Feb 132011
Authors: Jason Berlinberg

Far from cracking even my unconventional top five Valentine’s Day movie list, “Blue Valentine” follows the Tennysonian motto, “it is better to have loved and lost than never to have loved at all.”

Through a series of flashbacks, the film retraces the unmaking of the relationship between Dean (Ryan Gosling) and Cindy, (Michelle Williams) a couple that gets started off on the wrong foot when Cindy finds out she is pregnant by another man.

Dean does not want a family, but circumstances go beyond his control and he is roped into a situation that is doomed from the start.

Although the content rating decisions of the Motion Picture Association of America are unquestionably controversial, it is understandable that they initially placed an “NC-17” rating on “Blue Valentine.”

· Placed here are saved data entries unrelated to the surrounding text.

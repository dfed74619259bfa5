//! Geometric predicates on 2D points.
//!
//! These are the classic orientation predicates of computational geometry,
//! built on the signed area of a triangle. They are pure functions; the
//! half-edge mesh uses them to decide where in a vertex's angular fan a new
//! edge has to be spliced.
//!
//! [`left`] and [`left_on`] compare the signed area against zero *exactly*.
//! When using them to compare directions (rather than positions), callers
//! have to normalize the direction vectors first so that the magnitudes
//! don't drown out the sign. Only [`collinear`] uses a small tolerance, via
//! [`is_zero`][crate::math::is_zero].

use cgmath::Point2;

use crate::math::{is_zero, PrimitiveFloat};


/// Twice the signed area of the triangle `a`, `b`, `c`.
///
/// The result is positive if the triangle is wound counter-clockwise, i.e.
/// if `c` lies to the left of the directed line from `a` to `b`.
#[inline(always)]
pub fn area2<F: PrimitiveFloat>(a: Point2<F>, b: Point2<F>, c: Point2<F>) -> F {
    (b - a).perp_dot(c - a)
}

/// Checks whether `c` is strictly to the left of the directed line `a → b`.
#[inline(always)]
pub fn left<F: PrimitiveFloat>(a: Point2<F>, b: Point2<F>, c: Point2<F>) -> bool {
    area2(a, b, c) > F::zero()
}

/// Checks whether `c` is to the left of, or on, the directed line `a → b`.
#[inline(always)]
pub fn left_on<F: PrimitiveFloat>(a: Point2<F>, b: Point2<F>, c: Point2<F>) -> bool {
    area2(a, b, c) >= F::zero()
}

/// Checks whether `a`, `b` and `c` lie on one line, up to a small tolerance.
#[inline(always)]
pub fn collinear<F: PrimitiveFloat>(a: Point2<F>, b: Point2<F>, c: Point2<F>) -> bool {
    is_zero(area2(a, b, c))
}

/// Checks whether the direction towards `b` lies inside the angular cone at
/// apex `a` that is swept counter-clockwise from the direction towards `a0`
/// to the direction towards `a1`.
///
/// `a0` and `a1` are the neighbors of `a` along some polygon or fan: `a0` is
/// the previous point, `a1` the next one (CCW order). Whether `a` is a
/// convex or a reflex corner changes the test: a reflex cone is the
/// complement of the convex cone spanned by the reversed directions.
pub fn in_cone<F: PrimitiveFloat>(
    a0: Point2<F>,
    a: Point2<F>,
    a1: Point2<F>,
    b: Point2<F>,
) -> bool {
    if left_on(a, a1, a0) {
        // `a` is a convex corner: `b` has to be strictly inside the wedge.
        left(a, b, a0) && left(b, a, a1)
    } else {
        // `a` is a reflex corner.
        !(left_on(a, b, a1) && left_on(b, a, a0))
    }
}


#[cfg(test)]
mod tests {
    use super::*;

    fn p(x: f64, y: f64) -> Point2<f64> {
        Point2::new(x, y)
    }

    #[test]
    fn area2_sign() {
        // CCW triangle -> positive, CW -> negative.
        assert_eq!(area2(p(0.0, 0.0), p(1.0, 0.0), p(0.0, 1.0)), 1.0);
        assert_eq!(area2(p(0.0, 0.0), p(0.0, 1.0), p(1.0, 0.0)), -1.0);
        assert_eq!(area2(p(0.0, 0.0), p(1.0, 0.0), p(2.0, 0.0)), 0.0);
    }

    #[test]
    fn left_and_left_on() {
        let a = p(0.0, 0.0);
        let b = p(2.0, 0.0);

        assert!(left(a, b, p(1.0, 1.0)));
        assert!(!left(a, b, p(1.0, -1.0)));
        assert!(!left(a, b, p(1.0, 0.0)));

        assert!(left_on(a, b, p(1.0, 1.0)));
        assert!(left_on(a, b, p(1.0, 0.0)));
        assert!(!left_on(a, b, p(1.0, -1.0)));
    }

    #[test]
    fn collinear_tolerance() {
        let a = p(0.0, 0.0);
        let b = p(1.0, 0.0);

        assert!(collinear(a, b, p(5.0, 0.0)));
        assert!(collinear(a, b, p(5.0, 1e-12)));
        assert!(!collinear(a, b, p(5.0, 1e-3)));
    }

    #[test]
    fn in_cone_convex() {
        // Convex corner at the origin: previous neighbor to the left, next
        // neighbor above. The cone is the upper-left wedge between them.
        let a = p(0.0, 0.0);
        let a0 = p(-1.0, 0.0);
        let a1 = p(0.0, 1.0);

        assert!(in_cone(a0, a, a1, p(-1.0, 1.0)));
        assert!(!in_cone(a0, a, a1, p(1.0, -1.0)));
        assert!(!in_cone(a0, a, a1, p(1.0, 1.0)));
        // Boundary directions are not inside.
        assert!(!in_cone(a0, a, a1, p(-2.0, 0.0)));
        assert!(!in_cone(a0, a, a1, p(0.0, 2.0)));
    }

    #[test]
    fn in_cone_reflex() {
        // Reflex corner (the neighbors of the convex case, swapped): the
        // cone is the complement, spanning three quadrants.
        let a = p(0.0, 0.0);
        let a0 = p(0.0, 1.0);
        let a1 = p(-1.0, 0.0);

        assert!(in_cone(a0, a, a1, p(1.0, 1.0)));
        assert!(in_cone(a0, a, a1, p(0.0, -1.0)));
        assert!(in_cone(a0, a, a1, p(1.0, -1.0)));
        assert!(!in_cone(a0, a, a1, p(-1.0, 1.0)));
        // Boundary directions are not inside.
        assert!(!in_cone(a0, a, a1, p(0.0, 2.0)));
    }

    #[test]
    fn in_cone_straight_line() {
        // Degree-2 vertex on a straight line: the two neighbor directions
        // are opposite. Every off-line direction is in exactly one of the
        // two cones.
        let a = p(0.0, 0.0);
        let a0 = p(-1.0, 0.0);
        let a1 = p(1.0, 0.0);

        assert!(in_cone(a0, a, a1, p(0.0, 1.0)));
        assert!(!in_cone(a0, a, a1, p(0.0, -1.0)));
        // And mirrored for the swapped cone.
        assert!(in_cone(a1, a, a0, p(0.0, -1.0)));
        assert!(!in_cone(a1, a, a0, p(0.0, 1.0)));
    }
}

Not because there is too much mature content in the film, but because the lead acting performances are so solid that when things start to go sour in the couple’s relationship, it feels like something all too close to reality and is ultimately hard to watch.

One particularly effective scene from the film that will stick with me for a while is when Dean and Cindy are on their first date, singing and dancing to the Ryan Gosling rendition of “You always hurt the one you love.”

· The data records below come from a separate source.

// ===============================================================================================
// ===== Adjacency queries
// ===============================================================================================

impl<V, E, F> DcelMesh<V, E, F> {
    /// Returns the twin of `he` (the half edge between the same vertices,
    /// pointing the other way).
    pub fn twin(&self, he: HalfEdgeHandle) -> HalfEdgeHandle {
        *self.check_half_edge(he).twin()
    }

    /// The vertex `he` starts at.
    pub fn from(&self, he: HalfEdgeHandle) -> VertexHandle {
        let he = self.check_half_edge(he);
        *self[he].from
    }

    /// The vertex `he` points at (the `from` of its twin).
    pub fn to(&self, he: HalfEdgeHandle) -> VertexHandle {
        let he = self.check_half_edge(he);
        *self[he.twin()].from
    }

    /// The successor of `he` along its boundary cycle, if linked yet.
    pub fn next(&self, he: HalfEdgeHandle) -> Option<HalfEdgeHandle> {
        self[he].next()
    }

    /// The predecessor of `he` along its boundary cycle, if linked yet.
    pub fn prev(&self, he: HalfEdgeHandle) -> Option<HalfEdgeHandle> {
        self[he].prev()
    }

    /// The face attached to `he`'s boundary cycle, if any.
    pub fn face_of(&self, he: HalfEdgeHandle) -> Option<FaceHandle> {
        self[he].face()
    }

    /// Euclidean length of the edge.
    pub fn length(&self, he: HalfEdgeHandle) -> f64 {
        self.sqr_length(he).sqrt()
    }

    /// Squared Euclidean length of the edge.
    pub fn sqr_length(&self, he: HalfEdgeHandle) -> f64 {
        let he = self.check_half_edge(he);
        let p0 = self[self[he].from].position;
        let p1 = self[self[he.twin()].from].position;
        (p1 - p0).magnitude2()
    }

    /// Checks whether following `next` from `he` leads back to `he` (i.e.
    /// the half edge lies on a closed cycle).
    pub fn is_closed(&self, he: HalfEdgeHandle) -> bool {
        let start = self.check_half_edge(he);
        let mut current = start;
        loop {
            match self[current].next.into_option() {
                None => return false,
                Some(n) if n == start => return true,
                Some(n) => current = n,
            }
        }
    }

    /// Number of half edges reachable from `he` by following `next`,
    /// including `he` itself. For a closed cycle this is the cycle length;
    /// for an open chain it counts the remaining edges up to the chain end.
    pub fn edge_count(&self, he: HalfEdgeHandle) -> hsize {
        let start = self.check_half_edge(he);
        let mut count = 1;
        let mut current = start;
        loop {
            match self[current].next.into_option() {
                None => return count,
                Some(n) if n == start => return count,
                Some(n) => {
                    count += 1;
                    current = n;
                }
            }
        }
    }

    /// The start of the chain containing `he` (follows `prev` until a
    /// missing link). Returns `he` itself if the chain is a closed cycle.
    pub fn first(&self, he: HalfEdgeHandle) -> HalfEdgeHandle {
        let start = self.check_half_edge(he);
        let mut current = start;
        loop {
            match self[current].prev.into_option() {
                None => return *current,
                Some(p) if p == start => return *start,
                Some(p) => current = p,
            }
        }
    }

    /// The end of the chain containing `he` (follows `next` until a missing
    /// link). Returns `he` itself if the chain is a closed cycle.
    pub fn last(&self, he: HalfEdgeHandle) -> HalfEdgeHandle {
        let start = self.check_half_edge(he);
        let mut current = start;
        loop {
            match self[current].next.into_option() {
                None => return *current,
                Some(n) if n == start => return *start,
                Some(n) => current = n,
            }
        }
    }

    /// Iterator over the outgoing half edges of `v`, in counter-clockwise
    /// fan order, starting at the stored outgoing edge.
    ///
    /// If the fan is not a closed rotation (the vertex lies on an
    /// unfinished boundary), the iteration stops at the missing link and
    /// yields only the reachable part. That's by design, not an error.
    pub fn edges_around_vertex(&self, v: VertexHandle) -> VertexEdges<'_, V, E, F> {
        let v = self.check_vertex(v);
        VertexEdges::new(self.circulate_around_vertex(v))
    }

    /// Iterator over the neighbor vertices of `v`, in counter-clockwise fan
    /// order. Same caveats as [`edges_around_vertex`][Self::edges_around_vertex].
    pub fn vertices_around_vertex(&self, v: VertexHandle) -> VertexNeighbors<'_, V, E, F> {
        let v = self.check_vertex(v);
        VertexNeighbors::new(self, self.circulate_around_vertex(v))
    }

    /// Number of incident edges of `v` (the length of
    /// [`edges_around_vertex`][Self::edges_around_vertex]).
    pub fn degree(&self, v: VertexHandle) -> hsize {
        let v = self.check_vertex(v);
        self.circulate_around_vertex(v).count() as hsize
    }

    /// Finds the fan edge of `v` before which an edge towards `towards`
    /// would have to be spliced: the returned edge `e` is the one whose
    /// corner contains the query direction. The corner of a fan edge is the
    /// angular wedge swept counter-clockwise from the edge's own direction
    /// to the direction of its fan predecessor. The incoming half of a new
    /// edge spliced there gets `e` as its `next`; `e`'s old `prev` gets the
    /// outgoing half as its `next`.
    ///
    /// Fails if the fan is not a closed rotation, if the direction is
    /// ambiguous (collinear with two exactly opposite incident edges) or if
    /// no corner contains it (direction collinear with an incident edge, or
    /// `towards` equals the vertex position).
    pub fn find_in_between_edges(
        &self,
        v: VertexHandle,
        towards: Point2<f64>,
    ) -> Result<HalfEdgeHandle, Error> {
        let v = self.check_vertex(v);
        self.find_slot(v, towards).map(|he| *he)
    }

    /// Scans the fan of `v0` for a half edge pointing at `v1`. Returns
    /// `None` if the vertices are not connected (in particular if either is
    /// isolated).
    pub fn find_connecting_edge(&self, v0: VertexHandle, v1: VertexHandle) -> Option<HalfEdgeHandle> {
        let v0 = self.check_vertex(v0);
        let v1 = self.check_vertex(v1);
        self.he_between(v0, v1).map(|he| *he)
    }

    /// Checks whether an edge between `v0` and `v1` exists.
    pub fn are_connected(&self, v0: VertexHandle, v1: VertexHandle) -> bool {
        self.find_connecting_edge(v0, v1).is_some()
    }

    /// Iterator over the closed cycle containing `he`, in `next` direction
    /// if `forwards`, in `prev` direction otherwise.
    ///
    /// The cycle *must* be closed: if a missing link is hit before the walk
    /// returns to `he`, the iterator yields `Err(EdgeNotClosed)` as its last
    /// item. Use [`edges_in_line`][Self::edges_in_line] for open chains.
    pub fn edges_in_cycle(&self, he: HalfEdgeHandle, forwards: bool) -> CycleIter<'_, V, E, F> {
        let he = self.check_half_edge(he);
        CycleIter::new(self, he, forwards)
    }

    /// Iterator over the `from` vertices of the closed cycle containing
    /// `he`, in `next` direction. Yields `Err(EdgeNotClosed)` as its last
    /// item if the cycle doesn't close.
    pub fn vertices_in_cycle(&self, he: HalfEdgeHandle) -> CycleVertices<'_, V, E, F> {
        let he = self.check_half_edge(he);
        CycleVertices::new(self, he)
    }

    /// Iterator over the chain containing `he`: from the chain's
    /// [`first`][Self::first] following `next` (if `forwards`), or from its
    /// [`last`][Self::last] following `prev`. Stops at a missing link
    /// without error; on a closed cycle it yields each half edge once.
    pub fn edges_in_line(&self, he: HalfEdgeHandle, forwards: bool) -> LineIter<'_, V, E, F> {
        let he = self.check_half_edge(he);
        let start = if forwards { self.first(*he) } else { self.last(*he) };
        // `first`/`last` only return existing half edges.
        let start = unsafe { Checked::new(start) };
        LineIter::new(self, start, forwards)
    }

    /// Iterator over the half edges from `he` up to and including `target`,
    /// following `next`. If the walk returns to `he` or hits a missing link
    /// before finding `target`, the final item is `Err(TargetNotInCycle)`.
    pub fn edges_to(&self, he: HalfEdgeHandle, target: HalfEdgeHandle) -> EdgesToIter<'_, V, E, F> {
        let he = self.check_half_edge(he);
        let target = self.check_half_edge(target);
        EdgesToIter::new(self, he, target)
    }
}


// ===============================================================================================
// ===== Bulk operations: tagging, transforms, payload clearing
// ===============================================================================================

impl<V, E, F> DcelMesh<V, E, F> {
    /// Sets the tag of every vertex to `tag`.
    pub fn tag_vertices(&mut self, tag: hsize) {
        for (_, v) in self.vertices.iter_mut() {
            v.tag = tag;
        }
    }

    /// Tags all vertices sequentially (0, 1, 2, …) in enumeration order.
    pub fn tag_vertices_by_index(&mut self) {
        for (i, (_, v)) in self.vertices.iter_mut().enumerate() {
            v.tag = i as hsize;
        }
    }

    /// Sets the tag of every half edge to `tag`. Both halves of every twin
    /// pair are tagged.
    pub fn tag_half_edges(&mut self, tag: hsize) {
        for (_, he) in self.half_edges.iter_mut() {
            he.tag = tag;
        }
    }

    /// Tags all half edges sequentially in enumeration order. Twins get
    /// adjacent tags (`2k` and `2k + 1`).
    pub fn tag_half_edges_by_index(&mut self) {
        for (i, (_, he)) in self.half_edges.iter_mut().enumerate() {
            he.tag = i as hsize;
        }
    }

    /// Sets the tag of every face to `tag`.
    pub fn tag_faces(&mut self, tag: hsize) {
        for (_, f) in self.faces.iter_mut() {
            f.tag = tag;
        }
    }

    /// Tags all faces sequentially in enumeration order.
    pub fn tag_faces_by_index(&mut self) {
        for (i, (_, f)) in self.faces.iter_mut().enumerate() {
            f.tag = i as hsize;
        }
    }

    /// Sets the tag of every vertex, half edge and face to `tag`.
    pub fn tag_all(&mut self, tag: hsize) {
        self.tag_vertices(tag);
        self.tag_half_edges(tag);
        self.tag_faces(tag);
    }

    /// Tags all vertices, half edges and faces sequentially (each element
    /// kind counts on its own).
    pub fn tag_all_by_index(&mut self) {
        self.tag_vertices_by_index();
        self.tag_half_edges_by_index();
        self.tag_faces_by_index();
    }

    /// Moves every vertex by `offset`.
    pub fn translate(&mut self, offset: Vector2<f64>) {
        for (_, v) in self.vertices.iter_mut() {
            v.position += offset;
        }
    }

    /// Scales every vertex position component-wise (around the origin).
    pub fn scale(&mut self, factors: Vector2<f64>) {
        for (_, v) in self.vertices.iter_mut() {
            v.position.x *= factors.x;
            v.position.y *= factors.y;
        }
    }

    /// Applies a homogeneous transform to every vertex position: the point
    /// `(x, y)` is lifted to `(x, y, 0, 1)`, multiplied by `m` and the
    /// resulting x/y taken.
    pub fn transform(&mut self, m: &Matrix4<f64>) {
        for (_, v) in self.vertices.iter_mut() {
            let lifted = m.transform_point(Point3::new(v.position.x, v.position.y, 0.0));
            v.position = Point2::new(lifted.x, lifted.y);
        }
    }

    /// Drops the payload of every vertex. Topology is untouched.
    pub fn clear_vertex_data(&mut self) {
        for (_, v) in self.vertices.iter_mut() {
            v.data = None;
        }
    }

    /// Drops the payload of every half edge. Topology is untouched.
    pub fn clear_edge_data(&mut self) {
        for (_, he) in self.half_edges.iter_mut() {
            he.data = None;
        }
    }

    /// Drops the payload of every face. Topology is untouched.
    pub fn clear_face_data(&mut self) {
        for (_, f) in self.faces.iter_mut() {
            f.data = None;
        }
    }

    /// Drops all payloads of all element kinds.
    pub fn clear_all_data(&mut self) {
        self.clear_vertex_data();
        self.clear_edge_data();
        self.clear_face_data();
    }
}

The two are standing outside of a store with a heart-shaped wreath hanging on the door, crooning to their own impending fate, “You always hurt the ones you love/ The ones you shouldn’t hurt at all/ You always take the sweetest rose/ And crush it until the petals fall.”

And even though the audience has a sense of what the film’s flashbacks are leading up to, there is no way to stave off the overwhelming despair.

“Blue Valentine” is rated R for authentically relating the ups and downs of a relationship.